There has been little political movement to abrogate the same-sex marriage law despite some politicians, including 2017 presidential candidate Marine Le Pen, expressly calling for its repeal. Former President Nicolas Sarkozy said he favored repealing the law in 2014, but said in a 2016 interview that he had changed his mind, calling a repeal "unjust, cruel and legally impossible". In 2017, the party president of The Republicans (previously the UMP), Laurent Wauquiez, said he opposed repealing the law. In June 2019, the vice president of the National Rally, Jordan Bardella, said the matter was "settled". While running in the 2022 presidential election, Le Pen said she opposed repealing the law, tweeting on 15 April 2022, "I will not take rights away from French citizens. Marriage for all will remain if I am elected President of the French Republic".

Scope
There had been initial confusion over whether the act applied to nationals of Algeria, Bosnia and Herzegovina, Cambodia, Kosovo, Laos, Montenegro, Morocco, Poland, Serbia, Slovenia or Tunisia, as it breached bilateral agreements stipulating that the law of those countries applies rather than French law. The Court of Cassation ruled that it does in September 2015, finding the provisions excluding these countries discriminatory and contrary to French law.

Polynesian third gender people
In Wallis and Futuna and the Society Islands of French Polynesia, there exists third gender people who occupy traditional spiritual and social roles. They are known as māhū () in Tahitian. The māhū are assigned male at birth but express themselves as women. "Being outside of the traditional male-female divide", they are raised as girls from early childhood, carry out women's work in the home and the community, and historically often served as domestic servants of the nobility. The māhū are considered an integral part of Tahitian society. They have been known to Europeans since the 18th century, with William Bligh, the captain of HMS Bounty, having noted the presence of "men with great marks of effeminacy". If they wish to marry and have children, they will marry women. The māhū status thus creates the possibility for marriages between two female-presenting individuals to be performed in Tahitian culture.

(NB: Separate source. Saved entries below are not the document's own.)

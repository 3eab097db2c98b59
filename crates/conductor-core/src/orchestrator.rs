//! Orchestrator - 公開 facade
//!
//! # 責務
//! - 初期化（scope の確定、tokio runtime handle の取得）
//! - handler の登録と、event type ごとに 1 回だけのバス購読
//! - config 駆動の multi-step ワークフロー実行
//! - pause / resume / cancel と状態・統計の参照
//!
//! バスの listener は同期的に呼ばれるため、dispatch は runtime 上に spawn して
//! `JoinSet` で追跡する（`wait_for_idle` で全て待てる）。

use std::collections::HashMap;
use std::sync::{Arc, Mutex, MutexGuard, PoisonError};

use tokio::runtime::Handle;
use tokio::sync::watch;
use tokio::task::JoinSet;
use tracing::{debug, error, info, warn};

use crate::condition::Condition;
use crate::config::{ConfigError, OrchestratorConfig, StepConfig, WorkflowConfig, WorkflowDefinition};
use crate::domain::{
    DomainEvent, EventPayload, EventType, FailureKind, OrchestratorError, StepReport, SubscriptionId,
    WorkflowContext, WorkflowErrorInfo, WorkflowId, WorkflowOutcome, WorkflowResult, WorkflowState,
    WorkflowStatus,
};
use crate::executor::{WorkflowExecutor, error_info};
use crate::handler::{HandlerOptions, RegisteredHandler, WorkflowHandler};
use crate::observability::Statistics;
use crate::ports::{EventBus, EventListener};
use crate::registry::{HandlerRegistry, Registration, Unregistration};
use crate::retry::RetryPolicy;
use crate::store::WorkflowStateStore;

// ============================================================================
// Builder
// ============================================================================

pub struct OrchestratorBuilder {
    bus: Arc<dyn EventBus>,
    config: OrchestratorConfig,
    workflows: WorkflowConfig,
}

impl OrchestratorBuilder {
    pub fn new(bus: Arc<dyn EventBus>) -> Self {
        Self {
            bus,
            config: OrchestratorConfig::default(),
            workflows: WorkflowConfig::default(),
        }
    }

    pub fn config(mut self, config: OrchestratorConfig) -> Self {
        self.config = config;
        self
    }

    pub fn workflows(mut self, workflows: WorkflowConfig) -> Self {
        self.workflows = workflows;
        self
    }

    /// Validate configuration and assemble the orchestrator.
    pub fn build(self) -> Result<Orchestrator, ConfigError> {
        self.config.validate()?;
        let workflows = Arc::new(self.workflows.validated()?);

        let registry = Arc::new(HandlerRegistry::new());
        let store = Arc::new(WorkflowStateStore::new(self.config.max_history));
        let executor = Arc::new(WorkflowExecutor::new(
            registry.clone(),
            store.clone(),
            self.bus.clone(),
            self.config.clone(),
        ));

        Ok(Orchestrator {
            bus: self.bus,
            config: self.config,
            workflows,
            registry,
            store,
            executor,
            lifecycle: Mutex::new(Lifecycle::default()),
            dispatches: Arc::new(Mutex::new(JoinSet::new())),
        })
    }
}
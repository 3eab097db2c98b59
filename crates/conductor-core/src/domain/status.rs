//! Workflow lifecycle state machine and status record.

use chrono::{DateTime, Utc};
use serde::{Deserialize, Serialize};

use super::context::WorkflowContext;
use super::errors::FailureKind;
use super::ids::WorkflowId;

/// Workflow state.
///
/// State transitions:
/// - Pending -> Running
/// - Running <-> Paused
/// - Running | Paused -> Completed | Failed | Cancelled
///
/// Terminal states have no outgoing transitions.
#[derive(Debug, Clone, Copy, PartialEq, Eq, Hash, Serialize, Deserialize)]
#[serde(rename_all = "snake_case")]
pub enum WorkflowState {
    Pending,
    Running,
    Paused,
    Completed,
    Failed,
    Cancelled,
}

impl WorkflowState {
    /// Is this a terminal state (no further transitions)?
    pub fn is_terminal(self) -> bool {
        matches!(
            self,
            WorkflowState::Completed | WorkflowState::Failed | WorkflowState::Cancelled
        )
    }

    /// Is `self -> next` a legal transition?
    pub fn can_transition_to(self, next: WorkflowState) -> bool {
        use WorkflowState::*;
        match (self, next) {
            (Pending, Running) => true,
            (Pending, Failed | Cancelled) => true,
            (Running, Paused) | (Paused, Running) => true,
            (Running | Paused, Completed | Failed | Cancelled) => true,
            _ => false,
        }
    }
}

/// One recorded failure of a workflow.
#[derive(Debug, Clone, PartialEq, Serialize, Deserialize)]
pub struct WorkflowErrorInfo {
    pub step_id: String,
    pub kind: FailureKind,

    /// Classification of the last underlying handler error, when `kind`
    /// summarizes several attempts (`RetriesExhausted`, `CriticalStepFailure`).
    #[serde(default, skip_serializing_if = "Option::is_none")]
    pub cause: Option<FailureKind>,

    pub message: String,

    /// Rendered `source()` chain of the underlying error, outermost first.
    #[serde(default, skip_serializing_if = "Option::is_none")]
    pub source_chain: Option<String>,

    pub timestamp: DateTime<Utc>,

    /// Attempts made before the failure was recorded (0 when nothing ran).
    pub attempt: u32,
}

impl WorkflowErrorInfo {
    pub fn new(step_id: impl Into<String>, kind: FailureKind, message: impl Into<String>, attempt: u32) -> Self {
        Self {
            step_id: step_id.into(),
            kind,
            cause: None,
            message: message.into(),
            source_chain: None,
            timestamp: Utc::now(),
            attempt,
        }
    }

    pub fn with_cause(mut self, cause: Option<FailureKind>) -> Self {
        self.cause = cause;
        self
    }

    pub fn with_source_chain(mut self, chain: Option<String>) -> Self {
        self.source_chain = chain;
        self
    }
}

/// Lifecycle record of one workflow instance.
#[derive(Debug, Clone, PartialEq, Serialize, Deserialize)]
pub struct WorkflowStatus {
    pub workflow_id: WorkflowId,
    pub state: WorkflowState,
    pub current_step: usize,
    pub total_steps: usize,
    pub start_time: DateTime<Utc>,
    #[serde(default, skip_serializing_if = "Option::is_none")]
    pub end_time: Option<DateTime<Utc>>,
    #[serde(default)]
    pub errors: Vec<WorkflowErrorInfo>,
}

impl WorkflowStatus {
    pub fn new(workflow_id: WorkflowId, total_steps: usize, start_time: DateTime<Utc>) -> Self {
        Self {
            workflow_id,
            state: WorkflowState::Pending,
            current_step: 0,
            total_steps,
            start_time,
            end_time: None,
            errors: Vec::new(),
        }
    }

    /// Status mirroring a context that is about to run.
    pub fn running(ctx: &WorkflowContext) -> Self {
        let mut status = Self::new(ctx.workflow_id, ctx.total_steps, ctx.start_time);
        status.state = WorkflowState::Running;
        status.current_step = ctx.current_step.min(ctx.total_steps);
        status
    }

    /// Apply a transition if it is legal. Terminal transitions stamp `end_time`.
    pub fn transition(&mut self, next: WorkflowState) -> bool {
        if !self.state.can_transition_to(next) {
            return false;
        }
        self.state = next;
        if next.is_terminal() {
            self.end_time = Some(Utc::now());
        }
        true
    }

    pub fn set_current_step(&mut self, step: usize) {
        self.current_step = step.min(self.total_steps);
    }

    pub fn record_error(&mut self, error: WorkflowErrorInfo) {
        self.errors.push(error);
    }
}

#[cfg(test)]
mod tests {
    use super::*;
    use rstest::rstest;
    use super::WorkflowState::*;

    #[rstest]
    #[case(Pending, Running, true)]
    #[case(Running, Paused, true)]
    #[case(Paused, Running, true)]
    #[case(Running, Completed, true)]
    #[case(Paused, Cancelled, true)]
    #[case(Running, Pending, false)]
    #[case(Pending, Paused, false)]
    #[case(Completed, Running, false)]
    #[case(Failed, Cancelled, false)]
    #[case(Cancelled, Paused, false)]
    fn transitions_are_monotonic(
        #[case] from: WorkflowState,
        #[case] to: WorkflowState,
        #[case] allowed: bool,
    ) {
        assert_eq!(from.can_transition_to(to), allowed);
    }

    #[test]
    fn terminal_transition_stamps_end_time() {
        let mut status = WorkflowStatus::new(WorkflowId::generate(), 1, Utc::now());
        assert!(status.transition(Running));
        assert!(status.end_time.is_none());

        assert!(status.transition(Failed));
        assert!(status.end_time.is_some());
        assert!(!status.transition(Running));
        assert_eq!(status.state, Failed);
    }

    #[test]
    fn current_step_is_capped_by_total() {
        let mut status = WorkflowStatus::new(WorkflowId::generate(), 2, Utc::now());
        status.set_current_step(5);
        assert_eq!(status.current_step, 2);
    }

    #[test]
    fn state_serializes_snake_case() {
        let s = serde_json::to_string(&Cancelled).unwrap();
        assert_eq!(s, "\"cancelled\"");
    }
}
//! Step results: the common result format handlers return.

use serde::{Deserialize, Serialize};

use super::event::EventPayload;

/// Result of one handler / step execution.
///
/// - `success = true`: forward progress; `data` is folded into the context.
/// - `success = false`: recoverable failure, the retry wrapper may try again.
#[derive(Debug, Clone, PartialEq, Serialize, Deserialize)]
pub struct StepResult {
    pub step_id: String,
    pub success: bool,

    #[serde(default, skip_serializing_if = "Option::is_none")]
    pub data: Option<serde_json::Value>,

    #[serde(default, skip_serializing_if = "Option::is_none")]
    pub error: Option<String>,

    /// `Some(false)` asks a config-driven workflow to stop after this step.
    #[serde(default, skip_serializing_if = "Option::is_none")]
    pub continue_workflow: Option<bool>,

    /// Dynamic branching hint. Static configs ignore it.
    #[serde(default, skip_serializing_if = "Vec::is_empty")]
    pub next_steps: Vec<String>,

    /// Follow-up events published after a successful run.
    #[serde(default, skip_serializing_if = "Vec::is_empty")]
    pub emit: Vec<EventPayload>,
}

impl StepResult {
    pub fn success(step_id: impl Into<String>) -> Self {
        Self {
            step_id: step_id.into(),
            success: true,
            data: None,
            error: None,
            continue_workflow: None,
            next_steps: Vec::new(),
            emit: Vec::new(),
        }
    }

    pub fn failure(step_id: impl Into<String>, error: impl Into<String>) -> Self {
        Self {
            step_id: step_id.into(),
            success: false,
            data: None,
            error: Some(error.into()),
            continue_workflow: None,
            next_steps: Vec::new(),
            emit: Vec::new(),
        }
    }

    pub fn with_data(mut self, data: serde_json::Value) -> Self {
        self.data = Some(data);
        self
    }

    pub fn with_next_step(mut self, step_id: impl Into<String>) -> Self {
        self.next_steps.push(step_id.into());
        self
    }

    pub fn stop_workflow(mut self) -> Self {
        self.continue_workflow = Some(false);
        self
    }

    pub fn emitting(mut self, payload: EventPayload) -> Self {
        self.emit.push(payload);
        self
    }

    pub fn error_message(&self) -> &str {
        self.error.as_deref().unwrap_or("step failed")
    }

    pub fn halts_workflow(&self) -> bool {
        self.continue_workflow == Some(false)
    }
}
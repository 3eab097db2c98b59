//! Errors - エラー型と分類
//!
//! - `HandlerError`: handler の execute / rollback が返すエラー
//! - `FailureKind`: WorkflowStatus に記録される失敗の分類（スキップとキャンセルは記録しない）
//! - `OrchestratorError`: facade の誤用のみ。handler の失敗は決して伝播しない

use std::error::Error as StdError;
use std::fmt;
use std::sync::Arc;
use std::time::Duration;

use serde::{Deserialize, Serialize};
use thiserror::Error;

#[derive(Debug, Clone, PartialEq, Eq, Error)]
pub enum HandlerError {
    #[error("{0}")]
    Failed(String),

    /// Failure caused by another error; its chain is kept for the status record.
    #[error("{message}")]
    Caused {
        message: String,
        #[source]
        source: ErrorSource,
    },

    #[error("Timeout after {0:?}")]
    Timeout(Duration),

    #[error("invalid payload")]
    InvalidPayload(#[source] ErrorSource),

    #[error("cancelled")]
    Cancelled,
}

impl HandlerError {
    pub fn failed(message: impl Into<String>) -> Self {
        HandlerError::Failed(message.into())
    }

    pub fn caused_by<E>(message: impl Into<String>, source: E) -> Self
    where
        E: StdError + Send + Sync + 'static,
    {
        HandlerError::Caused {
            message: message.into(),
            source: ErrorSource::new(source),
        }
    }

    pub fn invalid_payload<E>(source: E) -> Self
    where
        E: StdError + Send + Sync + 'static,
    {
        HandlerError::InvalidPayload(ErrorSource::new(source))
    }

    /// Failure classification, `None` for cancellation.
    pub fn kind(&self) -> Option<FailureKind> {
        match self {
            HandlerError::Timeout(_) => Some(FailureKind::HandlerTimeout),
            HandlerError::Cancelled => None,
            HandlerError::Failed(_) | HandlerError::Caused { .. } | HandlerError::InvalidPayload(_) => {
                Some(FailureKind::HandlerError)
            }
        }
    }
}

/// Shared, cloneable wrapper around an underlying error.
///
/// Two sources are equal only when they are the same allocation.
#[derive(Clone)]
pub struct ErrorSource(Arc<dyn StdError + Send + Sync>);

impl ErrorSource {
    pub fn new<E>(err: E) -> Self
    where
        E: StdError + Send + Sync + 'static,
    {
        Self(Arc::new(err))
    }
}

impl fmt::Debug for ErrorSource {
    fn fmt(&self, f: &mut fmt::Formatter<'_>) -> fmt::Result {
        fmt::Debug::fmt(&*self.0, f)
    }
}

impl fmt::Display for ErrorSource {
    fn fmt(&self, f: &mut fmt::Formatter<'_>) -> fmt::Result {
        fmt::Display::fmt(&*self.0, f)
    }
}

impl StdError for ErrorSource {
    fn source(&self) -> Option<&(dyn StdError + 'static)> {
        self.0.source()
    }
}

impl PartialEq for ErrorSource {
    fn eq(&self, other: &Self) -> bool {
        Arc::ptr_eq(&self.0, &other.0)
    }
}

impl Eq for ErrorSource {}

/// Classification of a recorded workflow failure.
#[derive(Debug, Clone, Copy, PartialEq, Eq, Hash, Serialize, Deserialize)]
#[serde(rename_all = "snake_case")]
pub enum FailureKind {
    HandlerTimeout,
    HandlerError,
    RetriesExhausted,
    CriticalStepFailure,
    UnknownWorkflowType,
    UnknownHandlerId,
    ResumeTimeout,
    /// The workflow id already has a status record.
    DuplicateWorkflowId,
}

#[derive(Debug, Clone, PartialEq, Eq, Error)]
pub enum OrchestratorError {
    #[error("orchestrator already initialized for scope '{0}'")]
    AlreadyInitialized(String),

    #[error("orchestrator not initialized")]
    NotInitialized,

    #[error("orchestrator has been disposed")]
    Disposed,

    #[error("orchestrator must be initialized inside a tokio runtime")]
    NoRuntime,
}

/// Render the `source()` chain below `err`, or `None` if it has no source.
pub fn source_chain(err: &(dyn StdError + 'static)) -> Option<String> {
    let mut parts = Vec::new();
    let mut current = err.source();
    while let Some(e) = current {
        parts.push(e.to_string());
        current = e.source();
    }
    if parts.is_empty() {
        None
    } else {
        Some(parts.join(": "))
    }
}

In Wallisian culture, people who occupy a similar third gender role are known as  (), and it is likely that "they have always existed" on Wallis. Assigned male at birth, they express themselves as women and carry out women's work in the community. They are also known as  () in Futunan.

Marriage statistics
In 2013, following the introduction of same-sex marriage in France, approximately 7,000 same-sex couples were legally married in the country. They made up approximately 3% of all marriages in that time, with three out of every five same-sex marriages involving male couples. Approximately 10,500 same-sex marriages took place in France in 2014, representing 4% of all marriages performed that year. Male couples accounted for about 54% of these marriages, while lesbian couples accounted for the remaining 46%. Some 6,000 French communes performed at least one same-sex marriage. 1,331 same-sex couples married in the French capital of Paris, comprising 13.5% of the total number of weddings performed in the city.

From May 2013 to December 2016, approximately 32,640 same-sex marriages were performed in France.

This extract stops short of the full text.